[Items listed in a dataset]
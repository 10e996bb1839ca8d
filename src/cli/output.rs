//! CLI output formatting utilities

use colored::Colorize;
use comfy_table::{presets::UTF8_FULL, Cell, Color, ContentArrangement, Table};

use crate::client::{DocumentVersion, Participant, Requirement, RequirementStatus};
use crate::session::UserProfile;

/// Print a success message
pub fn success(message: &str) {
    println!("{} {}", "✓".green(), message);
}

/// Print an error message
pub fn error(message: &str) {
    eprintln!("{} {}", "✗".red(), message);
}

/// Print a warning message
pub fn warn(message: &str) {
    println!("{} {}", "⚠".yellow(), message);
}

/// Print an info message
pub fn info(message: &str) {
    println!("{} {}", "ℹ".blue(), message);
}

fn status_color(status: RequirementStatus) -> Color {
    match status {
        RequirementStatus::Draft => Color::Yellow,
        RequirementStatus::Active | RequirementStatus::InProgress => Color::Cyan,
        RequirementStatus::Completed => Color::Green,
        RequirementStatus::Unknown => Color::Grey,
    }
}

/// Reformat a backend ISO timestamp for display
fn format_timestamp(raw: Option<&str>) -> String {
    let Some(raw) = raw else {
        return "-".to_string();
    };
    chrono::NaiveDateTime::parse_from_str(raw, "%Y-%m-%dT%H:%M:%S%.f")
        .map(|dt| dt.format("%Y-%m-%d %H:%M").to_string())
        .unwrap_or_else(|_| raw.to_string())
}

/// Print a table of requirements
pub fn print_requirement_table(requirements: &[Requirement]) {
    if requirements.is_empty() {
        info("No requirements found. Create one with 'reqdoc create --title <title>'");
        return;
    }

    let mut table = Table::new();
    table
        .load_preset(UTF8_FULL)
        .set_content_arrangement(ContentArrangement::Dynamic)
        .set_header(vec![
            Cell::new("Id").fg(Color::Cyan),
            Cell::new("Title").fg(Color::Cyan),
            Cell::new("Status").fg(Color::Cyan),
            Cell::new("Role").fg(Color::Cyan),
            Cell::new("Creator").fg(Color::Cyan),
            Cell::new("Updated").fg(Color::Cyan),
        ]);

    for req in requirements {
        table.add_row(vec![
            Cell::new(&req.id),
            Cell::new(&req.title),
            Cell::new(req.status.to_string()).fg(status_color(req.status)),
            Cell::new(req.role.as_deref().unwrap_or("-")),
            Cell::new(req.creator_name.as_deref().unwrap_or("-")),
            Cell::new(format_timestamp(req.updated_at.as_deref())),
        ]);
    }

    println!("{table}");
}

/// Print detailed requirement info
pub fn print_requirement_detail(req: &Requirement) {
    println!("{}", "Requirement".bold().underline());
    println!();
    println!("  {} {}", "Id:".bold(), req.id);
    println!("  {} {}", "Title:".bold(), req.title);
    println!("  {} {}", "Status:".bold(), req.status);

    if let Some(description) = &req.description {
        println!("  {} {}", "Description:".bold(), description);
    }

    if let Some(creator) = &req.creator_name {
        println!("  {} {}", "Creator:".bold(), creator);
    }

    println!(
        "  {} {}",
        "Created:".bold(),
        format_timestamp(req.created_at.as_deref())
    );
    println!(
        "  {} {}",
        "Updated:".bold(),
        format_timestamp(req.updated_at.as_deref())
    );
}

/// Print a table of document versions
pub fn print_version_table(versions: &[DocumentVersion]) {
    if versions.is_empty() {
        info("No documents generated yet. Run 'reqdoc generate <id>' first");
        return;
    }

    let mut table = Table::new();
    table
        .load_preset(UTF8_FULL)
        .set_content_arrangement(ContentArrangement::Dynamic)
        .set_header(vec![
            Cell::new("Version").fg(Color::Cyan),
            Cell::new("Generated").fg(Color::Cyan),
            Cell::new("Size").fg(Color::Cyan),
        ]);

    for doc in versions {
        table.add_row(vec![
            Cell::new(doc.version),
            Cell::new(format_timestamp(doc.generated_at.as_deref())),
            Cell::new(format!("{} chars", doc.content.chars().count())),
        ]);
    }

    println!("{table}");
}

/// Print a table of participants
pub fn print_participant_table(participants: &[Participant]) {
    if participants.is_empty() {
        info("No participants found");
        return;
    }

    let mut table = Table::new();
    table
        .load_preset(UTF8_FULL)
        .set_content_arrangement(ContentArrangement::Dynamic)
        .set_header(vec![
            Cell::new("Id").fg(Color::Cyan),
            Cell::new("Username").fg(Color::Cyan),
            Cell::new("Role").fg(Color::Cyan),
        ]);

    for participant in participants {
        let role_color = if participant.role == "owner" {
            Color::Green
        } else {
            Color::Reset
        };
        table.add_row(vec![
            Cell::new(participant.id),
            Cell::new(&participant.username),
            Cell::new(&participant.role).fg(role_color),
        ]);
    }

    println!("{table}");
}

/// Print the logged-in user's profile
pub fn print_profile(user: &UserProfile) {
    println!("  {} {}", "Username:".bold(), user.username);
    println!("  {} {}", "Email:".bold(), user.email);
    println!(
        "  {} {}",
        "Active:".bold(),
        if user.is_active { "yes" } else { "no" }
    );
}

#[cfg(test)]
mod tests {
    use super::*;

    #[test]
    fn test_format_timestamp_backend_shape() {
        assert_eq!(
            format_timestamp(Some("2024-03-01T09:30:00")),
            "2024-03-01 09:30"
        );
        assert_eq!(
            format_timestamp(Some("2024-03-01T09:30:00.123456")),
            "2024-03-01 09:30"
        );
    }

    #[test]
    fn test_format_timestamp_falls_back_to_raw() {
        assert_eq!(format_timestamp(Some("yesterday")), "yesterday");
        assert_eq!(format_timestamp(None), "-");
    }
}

==

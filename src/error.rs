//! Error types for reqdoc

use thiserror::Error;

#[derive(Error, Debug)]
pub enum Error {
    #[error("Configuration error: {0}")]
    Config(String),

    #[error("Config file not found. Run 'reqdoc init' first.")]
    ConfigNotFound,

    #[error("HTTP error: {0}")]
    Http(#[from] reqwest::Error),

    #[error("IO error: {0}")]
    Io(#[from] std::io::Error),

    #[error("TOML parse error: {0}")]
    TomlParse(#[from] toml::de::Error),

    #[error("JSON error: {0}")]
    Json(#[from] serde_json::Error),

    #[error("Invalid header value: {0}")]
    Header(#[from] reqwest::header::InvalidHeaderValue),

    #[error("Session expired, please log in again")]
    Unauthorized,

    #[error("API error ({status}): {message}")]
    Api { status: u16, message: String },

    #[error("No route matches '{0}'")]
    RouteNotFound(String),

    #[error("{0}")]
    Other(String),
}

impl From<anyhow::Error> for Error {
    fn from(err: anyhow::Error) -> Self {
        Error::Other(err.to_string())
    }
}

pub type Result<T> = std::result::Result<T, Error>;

(Task to carry out) Repeat exactly the lines above from the one with "use thiserror::Error;" up to and including the one with "pub type Result<T>". No other line belongs in the reply.

(Written solution)
use thiserror::Error;

#[derive(Error, Debug)]
pub enum Error {
    #[error("Configuration error: {0}")]
    Config(String),

    #[error("Config file not found. Run 'reqdoc init' first.")]
    ConfigNotFound,

    #[error("HTTP error: {0}")]
    Http(#[from] reqwest::Error),

    #[error("IO error: {0}")]
    Io(#[from] std::io::Error),

    #[error("TOML parse error: {0}")]
    TomlParse(#[from] toml::de::Error),

    #[error("JSON error: {0}")]
    Json(#[from] serde_json::Error),

    #[error("Invalid header value: {0}")]
    Header(#[from] reqwest::header::InvalidHeaderValue),

    #[error("Session expired, please log in again")]
    Unauthorized,

    #[error("API error ({status}): {message}")]
    Api { status: u16, message: String },

    #[error("No route matches '{0}'")]
    RouteNotFound(String),

    #[error("{0}")]
    Other(String),
}

impl From<anyhow::Error> for Error {
    fn from(err: anyhow::Error) -> Self {
        Error::Other(err.to_string())
    }
}

pub type Result<T> = std::result::Result<T, Error>;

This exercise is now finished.